Friday, 28 January 2011

Citrus hit- like a right lemon

Bottled lemons not to be confused with preserved lemons
Back in October 2010 I posted the first of what was intended to be several posts under the label "The Moroccan Kitchen." Well I´ve taken my time, being sidetracked along the way, but here is the second instalment - Preserved lemons. The Casa Rosada lemon tree has been less than fruitful these past few months. It has now come into its own and providing me with all the lemons the kitchen needs. Today I´ve busied myself bottlin booty. I started with bottled lemons, a way of infusing oil with a lovely taste and aroma.After two months you can remove the lemons, dice them and add to salads,soups or stews.Select smaller lemons, as they will be easier to fit into jars.Wash and dry the lemons.Put the lemons into jars and fill with enough olive oil to cover them completely. Keep them submerged the whole time they are `pickling.´Leave them for two months before using.
TROUBLESHOOTER: Watch out for bubbles that sometimes form when lemons have been in oil for a week or so- this is just the air coming out as they start the `pickling ´process. If this happens you must let the air out every day or two to avoid the fizzing that may occur when you do eventually get around to opening them.Store the jars in a cool place and only use the best unblemished lemons.

Preserved Lemons
FILLS A 1LITRE (13/4 pint) PRESERVING JAR
8 unwaxed lemons
50-75g (2-3oz) 
coarse sea salt
2 bay leaves optional

Sterilize a 1litre (13/4 pint) jar and allow to cool, covered with a clean tea towel. when you are ready to go, sprinkle a heaped tablespoonful of the salt over the base of the jar.
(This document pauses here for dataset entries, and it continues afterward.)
//! History API handlers.
//!
//! ```text
//! GET  /api/v1/history/{userstory|issue}/{id}
//! POST /api/v1/history/{userstory|issue}/{id}/delete_comment?id={entry}
//! POST /api/v1/history/{userstory|issue}/{id}/undelete_comment?id={entry}
//! ```

use actix_web::{HttpResponse, get, post, web};
use serde::Deserialize;
use utoipa::IntoParams;
use uuid::Uuid;

use crate::domain::{Error, HistoryTarget, Requester};
use crate::inbound::http::ApiResult;
use crate::inbound::http::schemas::HistoryEntryBody;
use crate::inbound::http::state::HttpState;

/// Selects the history entry holding the comment.
#[derive(Debug, Deserialize, IntoParams)]
pub struct EntryQuery {
    pub id: Uuid,
}

fn target(path: web::Path<(String, i64)>) -> Result<HistoryTarget, Error> {
    let (content_type, id) = path.into_inner();
    HistoryTarget::from_path(&content_type, id).ok_or_else(|| Error::not_found("Not found"))
}

/// History of one item, oldest first.
#[utoipa::path(
    get,
    path = "/api/v1/history/{content_type}/{id}",
    params(
        ("content_type" = String, Path, description = "`userstory`, `task` or `issue`"),
        ("id" = i64, Path, description = "Object id")
    ),
    responses(
        (status = 200, description = "History, oldest first", body = [HistoryEntryBody]),
        (status = 403, description = "Forbidden", body = Error),
        (status = 404, description = "Unknown object", body = Error)
    ),
    tags = ["history"],
    operation_id = "listHistory"
)]
#[get("/history/{content_type}/{id}")]
pub async fn list_history(
    state: web::Data<HttpState>,
    requester: Requester,
    path: web::Path<(String, i64)>,
) -> ApiResult<web::Json<Vec<HistoryEntryBody>>> {
    let entries = state.services.history.list(&requester, target(path)?).await?;
    Ok(web::Json(entries.iter().map(HistoryEntryBody::from).collect()))
}

/// Hide a comment. Allowed to the project owner and the comment's author.
#[utoipa::path(
    post,
    path = "/api/v1/history/{content_type}/{id}/delete_comment",
    params(
        ("content_type" = String, Path, description = "`userstory`, `task` or `issue`"),
        ("id" = i64, Path, description = "Object id"),
        EntryQuery
    ),
    responses(
        (status = 204, description = "Comment hidden"),
        (status = 400, description = "Entry has no comment", body = Error),
        (status = 403, description = "Forbidden", body = Error),
        (status = 404, description = "Unknown entry", body = Error)
    ),
    tags = ["history"],
    operation_id = "deleteHistoryComment"
)]
#[post("/history/{content_type}/{id}/delete_comment")]
pub async fn delete_comment(
    state: web::Data<HttpState>,
    requester: Requester,
    path: web::Path<(String, i64)>,
    query: web::Query<EntryQuery>,
) -> ApiResult<HttpResponse> {
    state
        .services
        .history
        .delete_comment(&requester, target(path)?, query.id)
        .await?;
    Ok(HttpResponse::NoContent().finish())
}

/// Restore a hidden comment. Allowed to the project owner and whoever hid it.
#[utoipa::path(
    post,
    path = "/api/v1/history/{content_type}/{id}/undelete_comment",
    params(
        ("content_type" = String, Path, description = "`userstory`, `task` or `issue`"),
        ("id" = i64, Path, description = "Object id"),
        EntryQuery
    ),
    responses(
        (status = 204, description = "Comment restored"),
        (status = 400, description = "Entry has no comment", body = Error),
        (status = 403, description = "Forbidden", body = Error),
        (status = 404, description = "Unknown entry", body = Error)
    ),
    tags = ["history"],
    operation_id = "undeleteHistoryComment"
)]
#[post("/history/{content_type}/{id}/undelete_comment")]
pub async fn undelete_comment(
    state: web::Data<HttpState>,
    requester: Requester,
    path: web::Path<(String, i64)>,
    query: web::Query<EntryQuery>,
) -> ApiResult<HttpResponse> {
    state
        .services
        .history
        .undelete_comment(&requester, target(path)?, query.id)
        .await?;
    Ok(HttpResponse::NoContent().finish())
}

#[cfg(test)]
#[path = "history_tests.rs"]
mod tests;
Take a lemon and with a sharp knife, make two cuts through the lemon at right angles,keeping the lemon intact. Start from the stem end and finish about 1 cm (1/2in)short of the other end.Open the fruit out a little and sprinkle the insides with a generous helping of salt, then re-shape the lemon. Pack it down firmly in the preserving jar. Sprinkle with more salt.

Repeat with another four lemons, pressing each one down firmly, so that they all squish into the jar, releasing some of their juice under the pressure of your hand.

Now add the juice of the remaining 3 lemons, and enough water to cover the semi-quartered salted lemons completely. If you are using the bay leaves tuck them down the sides of the jar. Now cut two lengths of strong wooden skewer slightly longer than the diameter of the opening of the jar.Using patience, and a little brute force( but not too much or you will snap the wood9, push them down under the rim of the jar, at right angles to each other, so that they force the lemons to remain submerged in the lemon juice and water.Seal the jar tightly and leave for 1 month before using.

When you need a lemon for a recipe, remove it from the lemon brine with a wooden spoon( not a metal one, which would discolour and taint the remaining lemons).Separate the quarters, cut away the the inner pulp and discard.Cut the peel into strips, or as described in the recipe. The brine is excellent too in salad dressings or marinades, particularly for fish.

Next month, when my lemons are ready, I will post a recipe for the most renowned Moroccan dish containing preserved lemons, Djej Makali ( Tagine of chicken, preserved lemons and olives).By this time I will have returned from my up and coming trip to London with a tagine, or two under my arm.I have travelled the length and breadth of Portugal, and can I find a decent tagine shop, can I heck.The Moroccan influence in Casa Rosada will then be all set to kick in.